Generally, the music stops and you risk losing money.  A liquidator or receiver will be appointed, who then works out what assets the carrier has, and how much the creditors are owed.  Next (generally speaking, assuming it’s not decided to keep the business trading), the liquidator will sell the assets in order to pay the carrier’s creditors.  The bank will usually come first, followed by the employees and the IRD, and unsecured creditors (ie customers) get what’s left.

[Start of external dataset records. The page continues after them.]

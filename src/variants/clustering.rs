// Copyright 2016-2019 Johannes Köster, David Lähnemann.
// Licensed under the GNU GPLv3 license (https://opensource.org/licenses/GPL-3.0)
// This file may not be copied, modified, or distributed
// except according to those terms.

//! Grouping of raw calls into clusters that describe the same breakpoint
//! event.
//!
//! Two calls are related when their contig pairs agree on both ends (the
//! orientation in which the endpoints were reported may be swapped) and both
//! corresponding positions lie within a fixed tolerance. Relatedness is
//! closed transitively: the clusters are the connected components of the
//! relation, so a chain of pairwise matches joins one cluster even when its
//! outermost calls would not match directly.

use std::collections::HashMap;

use anyhow::Result;
use bio_types::genome::{self, AbstractLocus};
use itertools::Itertools;
use ordered_float::NotNan;
use petgraph::unionfind::UnionFind;
use rayon::prelude::*;

use crate::variants::table::VariantTable;
use crate::variants::table_cluster::VariantTableCluster;
use crate::variants::VariantCall;

/// Default window within which two breakpoint positions are considered to
/// describe the same event.
pub const DEFAULT_BP_TOLERANCE: u64 = 5;

/// Partitions a raw call table into clusters and derives the deduplicated
/// view.
#[derive(new, Debug, Clone, Copy)]
pub struct VariantClusterBuilder {
    bp_tolerance: u64,
}

impl Default for VariantClusterBuilder {
    fn default() -> Self {
        VariantClusterBuilder::new(DEFAULT_BP_TOLERANCE)
    }
}

/// A set of raw calls judged to describe the same underlying event.
#[derive(Debug, Clone, Getters, CopyGetters)]
pub struct Cluster {
    /// Raw row indices belonging to this cluster, ascending.
    #[getset(get = "pub")]
    row_indices: Vec<usize>,
    /// Raw row index of the call representing this cluster in the
    /// deduplicated view.
    #[getset(get_copy = "pub")]
    representative: usize,
}

impl VariantClusterBuilder {
    /// Consume `table` and partition its rows into clusters. The clusters
    /// form an exact partition: every raw row belongs to exactly one of
    /// them. Clusters are ordered by their smallest raw row index, so the
    /// result is reproducible for identical input.
    pub fn cluster(&self, table: VariantTable) -> Result<VariantTableCluster> {
        let clusters = table.with_calls(|calls| self.partition(calls));
        let representatives = table.with_calls(|calls| {
            clusters
                .iter()
                .map(|cluster| calls[cluster.representative()].clone())
                .collect_vec()
        });
        let clustered = VariantTable::new(table.column_names().to_vec(), representatives)?;
        let row_map = clusters
            .iter()
            .map(|cluster| cluster.row_indices().clone())
            .collect_vec();

        Ok(VariantTableCluster::new(table, clustered, row_map))
    }

    fn partition(&self, calls: &[VariantCall]) -> Vec<Cluster> {
        // Restrict pairwise comparison to calls sharing the canonical contig
        // pair. Bucket membership is disjoint, hence buckets can be examined
        // in parallel.
        let mut buckets: HashMap<(&str, &str), Vec<usize>> = HashMap::new();
        for (idx, call) in calls.iter().enumerate() {
            let (first, second) = call.canonical_loci();
            buckets
                .entry((first.contig(), second.contig()))
                .or_insert_with(Vec::new)
                .push(idx);
        }

        let edges: Vec<(usize, usize)> = buckets
            .into_iter()
            .map(|(_, bucket)| bucket)
            .collect_vec()
            .into_par_iter()
            .flat_map(|bucket| self.related_pairs(calls, bucket))
            .collect();

        let mut union_find = UnionFind::new(calls.len());
        for (a, b) in edges {
            union_find.union(a, b);
        }

        let mut components: HashMap<usize, Vec<usize>> = HashMap::new();
        for (idx, label) in union_find.into_labeling().into_iter().enumerate() {
            components.entry(label).or_insert_with(Vec::new).push(idx);
        }

        components
            .into_iter()
            .map(|(_, mut row_indices)| {
                row_indices.sort_unstable();
                let representative = self.select_representative(calls, &row_indices);
                Cluster {
                    row_indices,
                    representative,
                }
            })
            .sorted_by_key(|cluster| cluster.row_indices()[0])
            .collect_vec()
    }

    /// All related row pairs within one contig-pair bucket. Rows are sorted
    /// by canonical first position; any related pair differs by at most the
    /// tolerance there, so comparison stops once the window is exceeded.
    fn related_pairs(&self, calls: &[VariantCall], mut bucket: Vec<usize>) -> Vec<(usize, usize)> {
        bucket.sort_unstable_by_key(|&idx| {
            let (first, _) = calls[idx].canonical_loci();
            (first.pos(), idx)
        });

        let mut pairs = Vec::new();
        for (i, &a) in bucket.iter().enumerate() {
            let (first_a, _) = calls[a].canonical_loci();
            for &b in &bucket[i + 1..] {
                let (first_b, _) = calls[b].canonical_loci();
                if first_b.pos() > first_a.pos() + self.bp_tolerance {
                    break;
                }
                if self.related(&calls[a], &calls[b]) {
                    pairs.push((a, b));
                }
            }
        }
        pairs
    }

    /// Proximity test between two calls, considering both endpoint
    /// orientations.
    fn related(&self, a: &VariantCall, b: &VariantCall) -> bool {
        let near = |x: &genome::Locus, y: &genome::Locus| {
            x.contig() == y.contig()
                && x.pos().max(y.pos()) - x.pos().min(y.pos()) <= self.bp_tolerance
        };
        (near(a.locus1(), b.locus1()) && near(a.locus2(), b.locus2()))
            || (near(a.locus1(), b.locus2()) && near(a.locus2(), b.locus1()))
    }

    /// Deterministic representative: the call closest to the component
    /// centroid of canonical positions. Ties are broken by content (sample,
    /// canonical loci) before falling back to the raw index, so the choice
    /// is reproducible even when the raw input order changes.
    fn select_representative(&self, calls: &[VariantCall], row_indices: &[usize]) -> usize {
        let positions = |idx: usize| {
            let (first, second) = calls[idx].canonical_loci();
            (first.pos() as f64, second.pos() as f64)
        };
        let n = row_indices.len() as f64;
        let (sum1, sum2) = row_indices
            .iter()
            .map(|&idx| positions(idx))
            .fold((0.0, 0.0), |(acc1, acc2), (pos1, pos2)| {
                (acc1 + pos1, acc2 + pos2)
            });
        let (centroid1, centroid2) = (sum1 / n, sum2 / n);

        row_indices
            .iter()
            .copied()
            .min_by_key(|&idx| {
                let call = &calls[idx];
                let (pos1, pos2) = positions(idx);
                let distance = (pos1 - centroid1).abs() + (pos2 - centroid2).abs();
                let (first, second) = call.canonical_loci();
                (
                    NotNan::new(distance).unwrap(),
                    call.sample().clone(),
                    first.contig().to_owned(),
                    first.pos(),
                    second.contig().to_owned(),
                    second.pos(),
                    idx,
                )
            })
            .expect("bug: clusters are never empty")
    }
}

Critical for you, whose goods are in the carrier’s warehouse, is whether the liquidator recognises those goods as yours.  The difference is stark: if the goods are “yours”, by and large you get them back but if, not you lose them.  Which applies will come down to the terms of your contract with the carrier – which will probably be in the terms and conditions on the carrier’s website.   Check for a paragraph that grants you, the customer, a “security interest” in goods held by the carrier pending delivery.   Cutting a long story short, having no registered security interest will make things very much more difficult for you.   This is worth checking as liquidations can and do happen, and even to good people who have been around for years.

  • What happens if my carrier loses a consignment?

Not much that’s good.  You spend time spent trying to find the consignment.  Production is delayed until you do find it, and then you deal with the downstream consequences of that delay.  Who pays for all that time and cost?   The answer lies, once again, in the fine print.  Unless you have made special arrangements with the carrier, they will generally only be liable to you for a maximum of $2,000  and you will have to absorb the rest.  If you have appropriate insurance, then this could help too.   With all the process improvements in the logistics industry, less and less gets lost but if (say, as has happened) your $12,000 consignment of chocolate, heading for a cake company in East Tamaki, ends up in a non-refrigerated container in Tonga, this suddenly becomes important.

  • Is it my fault if an on-line purchase never arrives?

More than likely.  If a customer buys a dress from you online, and you – the retailer – arrange the delivery (as usually happens), then yes it is “your fault” if the dress never arrives.  The customer has rights against you under the Consumer Guarantees Act in respect to the delivery of that item.  If the dress never arrives then you will have to give the customer a new dress or refund the purchase price.   No amount of fine print will get around this responsibility, although you may be able to recoup some or all of the loss from the carrier, and/or claim under your insurance.  Practically, however, the answer lies in using a reliable delivery system (which ideally required the customer to sign for the package), such that the problem never arises in the first place.

Time spent finding, reading and understanding the terms of your arrangements with all involved in your distribution network is time well spent.  (If it makes a difference, these terms are usually only a few pages long.  It’s not like trying to read and understand the I-tunes or Google fine print, which is a whole different story.)